[Supplied material Boundary: Start]
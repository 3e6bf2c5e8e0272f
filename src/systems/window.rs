//! Window management system
//!
//! Handles window creation, fullscreen toggle, and title updates.

use std::sync::Arc;
use winit::{
    event_loop::ActiveEventLoop,
    window::{Fullscreen, Window},
};
use crate::config::WindowConfig;

/// Manages the application window
pub struct WindowSystem {
    window: Arc<Window>,
    base_title: String,
}

impl WindowSystem {
    /// Create window from config
    pub fn create(
        event_loop: &ActiveEventLoop,
        config: &WindowConfig,
    ) -> Result<Self, WindowError> {
        let mut attrs = Window::default_attributes()
            .with_title(&config.title)
            .with_inner_size(winit::dpi::LogicalSize::new(
                config.width,
                config.height,
            ));

        if config.fullscreen {
            attrs = attrs.with_fullscreen(Some(Fullscreen::Borderless(None)));
        }

        let window = Arc::new(
            event_loop
                .create_window(attrs)
                .map_err(|e| WindowError::CreationFailed(e.to_string()))?,
        );

        Ok(Self {
            window,
            base_title: config.title.clone(),
        })
    }

    /// Get window reference (for RenderContext creation)
    pub fn window(&self) -> &Arc<Window> {
        &self.window
    }

    /// Toggle fullscreen mode
    pub fn toggle_fullscreen(&self) {
        let new_fullscreen = if self.window.fullscreen().is_some() {
            None
        } else {
            Some(Fullscreen::Borderless(None))
        };
        self.window.set_fullscreen(new_fullscreen);
    }

    /// Show the object count and frame rate in the title
    pub fn update_title(&self, objects: usize, fps: f32) {
        self.window.set_title(&format_title(&self.base_title, objects, fps));
    }

    /// Request a redraw
    pub fn request_redraw(&self) {
        self.window.request_redraw();
    }
}

fn format_title(base: &str, objects: usize, fps: f32) -> String {
    format!("{} - {} objects, {:.0} fps", base, objects, fps)
}

#[derive(Debug)]
pub enum WindowError {
    CreationFailed(String),
}

impl std::fmt::Display for WindowError {
    fn fmt(&self, f: &mut std::fmt::Formatter<'_>) -> std::fmt::Result {
        match self {
            WindowError::CreationFailed(msg) => write!(f, "Window creation failed: {}", msg),
        }
    }
}

impl std::error::Error for WindowError {}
[Supplied material Boundary: End]
• Exercise aim:
All of the data, from the first line to the last, should be written out exactly.

• Written response:
repository 3e6bf2c5e8e0272f
filename src/systems/window.rs
//! Window management system
//!
//! Handles window creation, fullscreen toggle, and title updates.

use std::sync::Arc;
use winit::{
    event_loop::ActiveEventLoop,
    window::{Fullscreen, Window},
};
use crate::config::WindowConfig;

/// Manages the application window
pub struct WindowSystem {
    window: Arc<Window>,
    base_title: String,
}

impl WindowSystem {
    /// Create window from config
    pub fn create(
        event_loop: &ActiveEventLoop,
        config: &WindowConfig,
    ) -> Result<Self, WindowError> {
        let mut attrs = Window::default_attributes()
            .with_title(&config.title)
            .with_inner_size(winit::dpi::LogicalSize::new(
                config.width,
                config.height,
            ));

        if config.fullscreen {
            attrs = attrs.with_fullscreen(Some(Fullscreen::Borderless(None)));
        }

        let window = Arc::new(
            event_loop
                .create_window(attrs)
                .map_err(|e| WindowError::CreationFailed(e.to_string()))?,
        );

        Ok(Self {
            window,
            base_title: config.title.clone(),
        })
    }

    /// Get window reference (for RenderContext creation)
    pub fn window(&self) -> &Arc<Window> {
        &self.window
    }

    /// Toggle fullscreen mode
    pub fn toggle_fullscreen(&self) {
        let new_fullscreen = if self.window.fullscreen().is_some() {
            None
        } else {
            Some(Fullscreen::Borderless(None))
        };
        self.window.set_fullscreen(new_fullscreen);
    }

    /// Show the object count and frame rate in the title
    pub fn update_title(&self, objects: usize, fps: f32) {
        self.window.set_title(&format_title(&self.base_title, objects, fps));
    }

    /// Request a redraw
    pub fn request_redraw(&self) {
        self.window.request_redraw();
    }
}

fn format_title(base: &str, objects: usize, fps: f32) -> String {
    format!("{} - {} objects, {:.0} fps", base, objects, fps)
}

#[derive(Debug)]
pub enum WindowError {
    CreationFailed(String),
}

impl std::fmt::Display for WindowError {
    fn fmt(&self, f: &mut std::fmt::Formatter<'_>) -> std::fmt::Result {
        match self {
            WindowError::CreationFailed(msg) => write!(f, "Window creation failed: {}", msg),
        }
    }
}

impl std::error::Error for WindowError {}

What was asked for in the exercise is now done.